Nuclear war of undisclosed origins had killed everyone in the
northern hemisphere, and now, as a lethal cloud of radiation
spread slowly over the planet, one of the last surviving groups
of humans clustered in Melbourne, Australia, to await the end.
It was an intoxicating, almost carnivalesque, experience; Gregory
Peck played the romantic lead opposite Ava Gardner, and at one
point in the film, Peck, the taciturn commander of a nuclear
submarine, tells Ava Gardner about his origins. In answer to
her question about his childhood home, he replies with a single
word that at the time seemed more homiletic than informative:
Idaho.
Whose
decision was it for Peck to claim Idaho for his birthplace?
Of all the possible states the script writer could have chosen,
why that one? And it was a choice: for the record, Peck was
born in La Jolla, California, and his character in Nevil Shutes
novel from which the movie was adapted comes from Westport,
Connecticut. Pecks Idaho drops like a stone
into a well of unknown depth; it falls without trace, without
echo. It is a piece, apparently, of purely gratuitous information.
Why
Idaho? The name resonates oddly with Melbourne and San Francisco,
the environments of On the Beach. Those places set the
mood of the film. To Americans in 1960, Melbourne was alien,
exotic, and San Francisco brought to mind the glitz and romance
of California. Set in that context, and set against the despairing
hedonism of humans who number their remaining days according
to the drifting global winds, Idaho seems dissonant.

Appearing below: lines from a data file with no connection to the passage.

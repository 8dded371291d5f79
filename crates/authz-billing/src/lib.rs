//! # OpenAuthz Billing
//!
//! Subscription lifecycle and license key management for the OpenAuthz
//! platform. Organizations subscribe to a plan from the catalog; each
//! live subscription carries exactly one license key that customer
//! deployments present for validation.
//!
//! # Architecture
//!
//! ```text
//! ┌──────────────────────────────────────────────────────────────┐
//! │                       BILLING ENGINE                         │
//! │                                                              │
//! │  ┌──────────────┐   ┌────────────────┐   ┌───────────────┐  │
//! │  │ Organization │──▶│  Subscription  │──▶│  License Key  │  │
//! │  │  Directory   │   │   Lifecycle    │   │   Validator   │  │
//! │  └──────────────┘   └────────────────┘   └───────────────┘  │
//! │         │                   │                    │          │
//! │         └───────────────────┼────────────────────┘          │
//! │                             ▼                               │
//! │                     ┌───────────────┐                       │
//! │                     │ Billing Store │                       │
//! │                     └───────────────┘                       │
//! └──────────────────────────────────────────────────────────────┘
//! ```
//!
//! A subscription is live while its effective status is `Active` or
//! `Trialing`; at most one live subscription exists per organization,
//! enforced atomically by the store. Expiration is evaluated lazily at
//! read time so no background sweeper is required.

#![warn(missing_docs)]

pub mod org;
pub mod subscriptions;
pub mod license;
pub mod store;

pub use org::{Organization, OrganizationStatus};
pub use subscriptions::{Subscription, SubscriptionLifecycle, SubscriptionStatus};
pub use license::{LicenseKey, LicenseKeyValidator, ValidationResult};
pub use store::{BillingStore, InMemoryBillingStore};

Its sound is stark, but as Peck speaks it it sounds also moral
and attractive. It seems to express Pecks loneliness,
his longing for the purity of childhood and for the innocence
of a world before the Bomb. None of the familiar mythic names
of the American West, not Texas or Oregon or Colorado, would
have the same aura of pure expressivity. My guess is that the
name Idaho was chosen for its semantic emptiness.
The name made sense because to most people Idaho meant
nothing, and, meaning nothing, it could stand in for the infinite
pathos of a world that would shortly cease to exist. Idaho was
then, and in some ways still is, a geographic What You Will,
and as a result the name Idaho becomes a kind of
cultural Rorschach test for whoever happens to reflect on it.